More prayers and good thoughts coming your way...
 
(((((((Hugs))))))))))Sorry about your Mom, time will get you used to it. In the meantime be good to yourself, take some time for yourself tomorrow. Glad to have you back!
 
I am so sorry. I was touched to read of your time spent with your family. I could almost picture it in my mind granted I have never seen any of you. May your heart heal and may many happy memories be made.
 
The pain will be great for a very long time and the strange & empty feelings will subside a bit over time but the hole will always be there. My hope is that you will remember the good things about your mom and those memories are what will keep you going day after day.
 
What a bittersweet and cleansing time you had with your brothers and sisters.........and yes, you ARE different.

You no longer have your mom on this earth to talk to and physically touch. And as Debra posted, there will always be a piece of your heart that is missing.....no matter what your relationship was with her.

Something tells me that you and your brothers & sisters did exactly what your mom wanted you to do. You celebrated her LIFE. Hold onto those GOOD memories and please know that she really isn't far way.

(What kind of home did you find for the cat???)

Blessings,

MA
 
I'm glad you spent the time with your brothers and sisters. You will always remember this time with them. Your life will be forever changed by her absence, but you will go on and life will be good. Hugs to you.
 
MA, We found someone's daughter from the park wanted to take the cat. She really was a pathetic thing. She is very overweight, and my mother was unable to pick her up to groom her for who knows how long. The poor thing has HUGE mats all over her. She'll have to be put out to cut them off. She is a shy cat, but she was starting to warm up to us a little as time progressed. If the people in her new home are patient, they will get a wonderful sweet cat.

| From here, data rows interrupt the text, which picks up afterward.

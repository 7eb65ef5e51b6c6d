//! Integration tests for discovery, listing and uninstalling.
//!
//! Every command goes through a scripted executor, so these tests pass
//! regardless of which package managers the host has installed.

mod common;

use common::{discovery, discovery_in, FakeExecutor};
use pkgmgr_discovery::{
    CommandOutput, DiscoveryError, DiscoveryMethod, ListProgress, ManagerId, ManagerState,
    PackageLocation, ProbeState, SearchEnv, SpawnFailure, UserConfig,
};
use std::sync::{Arc, Mutex};

fn disabled_except(keep: &[ManagerId]) -> UserConfig {
    UserConfig {
        disabled: ManagerId::all().filter(|m| !keep.contains(m)).collect(),
        ..UserConfig::default()
    }
}

#[cfg(unix)]
#[tokio::test]
async fn test_off_path_install_found_through_custom_path() {
    let dir = tempfile::tempdir().unwrap();
    let brew = common::fake_install(dir.path(), "brew");
    let brew_str = brew.to_string_lossy().into_owned();

    let exec = Arc::new(
        FakeExecutor::new()
            .ok(&format!("{brew_str} --version"), "Homebrew 4.2.5\n")
            .ok(&format!("{brew_str} list --versions"), "wget 1.21.4\ngit 2.43.0 2.42.1\n")
            .fail(&format!("{brew_str} list --cask --versions"), 1, "Error: casks are macOS only"),
    );
    let config = UserConfig::from_json(
        &serde_json::json!({ "customPaths": { "homebrew": [brew_str] } }).to_string(),
    )
    .unwrap();
    let d = discovery(&exec, config);

    let status = d.get_manager_status(ManagerId::Homebrew).await.unwrap();
    assert_eq!(status.status, ManagerState::PathMissing);
    assert_eq!(status.discovery_method, Some(DiscoveryMethod::CustomPath));
    assert_eq!(status.found_path.as_deref(), Some(brew.as_path()));
    assert!(!status.in_path);
    assert!(status.message.as_deref().unwrap().contains("not on PATH"));
    assert_eq!(status.version, Some(semver::Version::new(4, 2, 5)));

    let packages = d.list_packages(ManagerId::Homebrew).await.unwrap();
    assert_eq!(packages.len(), 2);
    assert_eq!(packages[1].name(), "git");
    assert_eq!(packages[1].version(), "2.43.0 2.42.1");
    assert!(packages.iter().all(|p| p.location() == PackageLocation::Formula));
}

#[cfg(unix)]
#[tokio::test]
async fn test_homebrew_off_path_common_location() {
    let prefix = tempfile::tempdir().unwrap();
    let bin = prefix.path().join("opt/homebrew/bin");
    std::fs::create_dir_all(&bin).unwrap();
    let brew = common::fake_install(&bin, "brew");

    let exec = Arc::new(FakeExecutor::new().ok(
        &format!("{} --version", brew.display()),
        "Homebrew 4.2.5",
    ));
    let env = SearchEnv::empty().with_var(
        "HOMEBREW_PREFIX",
        prefix.path().join("opt/homebrew").to_string_lossy(),
    );
    let d = discovery_in(&exec, env, UserConfig::default());

    let statuses = d.discover_available_managers().await;
    let status = statuses
        .iter()
        .find(|s| s.manager == ManagerId::Homebrew)
        .unwrap();
    assert_eq!(status.status, ManagerState::PathMissing);
    assert_eq!(status.discovery_method, Some(DiscoveryMethod::CommonPath));
    assert!(!status.in_path);
    assert_eq!(status.found_path.as_deref(), Some(brew.as_path()));
    assert_eq!(exec.count("brew --version"), 1);
}

#[cfg(unix)]
#[tokio::test]
async fn test_refused_executable_reports_permission_denied() {
    let dir = tempfile::tempdir().unwrap();
    let conda = common::fake_install(dir.path(), "conda");
    let conda_str = conda.to_string_lossy().into_owned();

    let exec = Arc::new(FakeExecutor::new().reply(
        &format!("{conda_str} --version"),
        CommandOutput::spawn_failed(SpawnFailure::PermissionDenied),
    ));
    let config = UserConfig::from_json(
        &serde_json::json!({ "customPaths": { "conda": [conda_str] } }).to_string(),
    )
    .unwrap();
    let d = discovery(&exec, config);

    let status = d.get_manager_status(ManagerId::Conda).await.unwrap();
    assert_ne!(status.status, ManagerState::NotInstalled);
    assert!(status.permission_denied);
    assert!(status.message.as_deref().unwrap().contains("permission was denied"));

    assert_eq!(
        d.list_packages(ManagerId::Conda).await.unwrap_err(),
        DiscoveryError::PermissionDenied {
            manager: ManagerId::Conda,
            path: conda.clone(),
        }
    );
    assert!(matches!(
        d.uninstall_package("numpy", ManagerId::Conda).await,
        Err(DiscoveryError::PermissionDenied { .. })
    ));

    let listing = d.list_all_packages(|_| {}).await;
    assert!(listing.failures[&ManagerId::Conda].contains("Permission denied"));
    assert!(!listing.unavailable.contains(&ManagerId::Conda));
}

#[tokio::test]
async fn test_conda_listing() {
    let exec = Arc::new(
        FakeExecutor::new()
            .ok("conda --version", "conda 24.1.2")
            .ok(
                "conda list --json",
                r#"[{"name":"numpy","version":"1.26.4","channel":"conda-forge"},
                    {"name":"python","version":"3.12.2","channel":"conda-forge"}]"#,
            ),
    );
    let d = discovery(&exec, UserConfig::default());

    let packages = d.list_packages(ManagerId::Conda).await.unwrap();
    assert_eq!(packages.len(), 2);
    assert_eq!(packages[0].name(), "numpy");
    assert_eq!(packages[0].version(), "1.26.4");
    assert_eq!(packages[0].channel(), Some("conda-forge"));
    assert_eq!(packages[0].location(), PackageLocation::CondaEnv);
}

#[tokio::test]
async fn test_pyenv_versions_and_empty_pipx() {
    let exec = Arc::new(
        FakeExecutor::new()
            .ok("pyenv --version", "pyenv 2.3.36")
            .ok("pyenv versions --bare", "3.11.7\n3.12.1\nsystem\n")
            .ok("pipx --version", "1.4.3")
            .ok("pipx list --json", r#"{"pipx_spec_version": "0.1", "venvs": {}}"#),
    );
    let d = discovery(&exec, UserConfig::default());

    let versions = d.list_packages(ManagerId::Pyenv).await.unwrap();
    let names: Vec<_> = versions.iter().map(|v| (v.name(), v.version())).collect();
    assert_eq!(names, vec![("python", "3.11.7"), ("python", "3.12.1")]);

    assert!(d.list_packages(ManagerId::Pipx).await.unwrap().is_empty());
}

#[tokio::test]
async fn test_list_all_isolates_failing_manager() {
    let exec = Arc::new(
        FakeExecutor::new()
            .ok("pyenv --version", "pyenv 2.3.36")
            .ok("pyenv versions --bare", "3.12.1\n")
            .ok("conda --version", "conda 24.1.2")
            .fail("conda list --json", 1, "CondaError: environment corrupted")
            .ok("pipx --version", "1.4.3")
            .reply("pipx list --json", CommandOutput::timed_out()),
    );
    let d = discovery(
        &exec,
        disabled_except(&[ManagerId::Pyenv, ManagerId::Conda, ManagerId::Pipx, ManagerId::Gem]),
    );

    let events = Mutex::new(Vec::new());
    let listing = d.list_all_packages(|p| events.lock().unwrap().push(p)).await;

    assert_eq!(listing.packages.len(), 1);
    assert_eq!(listing.packages[0].manager(), ManagerId::Pyenv);
    assert_eq!(listing.unavailable, vec![ManagerId::Gem]);
    assert!(listing.failures[&ManagerId::Conda].contains("environment corrupted"));
    assert!(listing.failures.contains_key(&ManagerId::Pipx));

    let events = events.into_inner().unwrap();
    for manager in [ManagerId::Pyenv, ManagerId::Conda, ManagerId::Pipx] {
        let seen: Vec<_> = events.iter().filter(|e| e.manager() == manager).collect();
        assert_eq!(seen.len(), 2, "{manager}: {seen:?}");
        assert!(matches!(seen[0], ListProgress::Started { .. }));
        assert!(seen[1].is_finished());
    }
    assert!(events.iter().all(|e| e.manager() != ManagerId::Gem));
}

#[tokio::test]
async fn test_disabled_managers_never_probed_or_reported() {
    let exec = Arc::new(FakeExecutor::new().ok("conda --version", "conda 24.1.2"));
    let config = UserConfig::from_json(r#"{"disabled": ["conda", "brew"]}"#).unwrap();
    let d = discovery(&exec, config);

    let statuses = d.discover_available_managers().await;
    assert!(statuses
        .iter()
        .all(|s| s.manager != ManagerId::Conda && s.manager != ManagerId::Homebrew));
    assert_eq!(exec.count("conda --version"), 0);

    let listing = d.list_all_packages(|_| {}).await;
    assert!(!listing.unavailable.contains(&ManagerId::Conda));
    assert!(matches!(
        d.list_packages(ManagerId::Conda).await,
        Err(DiscoveryError::Disabled { .. })
    ));
}

#[tokio::test]
async fn test_discovery_probes_once_per_session() {
    let exec = Arc::new(FakeExecutor::new().ok("pyenv --version", "pyenv 2.3.36"));
    let d = discovery(&exec, disabled_except(&[ManagerId::Pyenv]));

    let first = d.discover_available_managers().await;
    let second = d.discover_available_managers().await;
    assert_eq!(first, second);
    assert_eq!(exec.count("pyenv --version"), 1);
    assert!(matches!(d.probe_state(ManagerId::Pyenv), ProbeState::Resolved(_)));

    d.reset();
    d.discover_available_managers().await;
    assert_eq!(exec.count("pyenv --version"), 2);
}

#[tokio::test]
async fn test_uninstall_routes_to_manager() {
    let exec = Arc::new(
        FakeExecutor::new()
            .ok("conda --version", "conda 24.1.2")
            .ok("conda remove -y numpy", "")
            .ok("poetry --version", "Poetry (version 1.7.1)"),
    );
    let d = discovery(&exec, UserConfig::default());

    d.uninstall_package("numpy", ManagerId::Conda).await.unwrap();
    assert_eq!(exec.count("conda remove -y numpy"), 1);

    assert!(matches!(
        d.uninstall_package("--all", ManagerId::Conda).await,
        Err(DiscoveryError::InvalidPackageName { .. })
    ));
    assert!(matches!(
        d.uninstall_package("myproject-abc", ManagerId::Poetry).await,
        Err(DiscoveryError::Unsupported { .. })
    ));
    assert!(matches!(
        d.uninstall_package("rake", ManagerId::Gem).await,
        Err(DiscoveryError::NotInstalled { .. })
    ));
}

#[tokio::test]
async fn test_uninstall_failure_carries_stderr() {
    let exec = Arc::new(
        FakeExecutor::new()
            .ok("pipx --version", "1.4.3")
            .fail("pipx uninstall black", 1, "Nothing to uninstall for black\n"),
    );
    let d = discovery(&exec, UserConfig::default());

    let err = d.uninstall_package("black", ManagerId::Pipx).await.unwrap_err();
    match err {
        DiscoveryError::CommandFailed { stderr, .. } => {
            assert_eq!(stderr, "Nothing to uninstall for black")
        }
        other => panic!("unexpected error: {other:?}"),
    }
}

I'll rest tomorrow, and then go to work on Thursday. It should be an easy day, and then I'll rest some more. I've got to get back into the swing of things before I go insane. I think I might take Bilbo for a drive while I am at home. Horse therapy always works wonders!

Kim R.
 
[SIZE=14pt] (((((HUGS))))) [/SIZE]

I certanly know what you are saying about her cat. We are looking for a home for one too. When my hubby is ready I'll make a real effort.
 
What a very special, touching time you had with your siblings. Sounds like it was very bittersweet time together. I know your Mom was watching you and smiling, and sharing your group hug.
 
When my mom died, I felt very different. It was like "Ok I HAVE to be the grownup now".........even though I was already.

I felt shock, numb, empty, all rolled up into me. Not a good feeling.

This will pass Kim, and you will be ok, but it will take time. (((((((( )))))))
 
{{{HUG}}}

I think taking Bilbo for a drive is a great idea Kim. There is nothing quite so comforting as horse-therapy. We've been thinking of you this week. Talk to you soon...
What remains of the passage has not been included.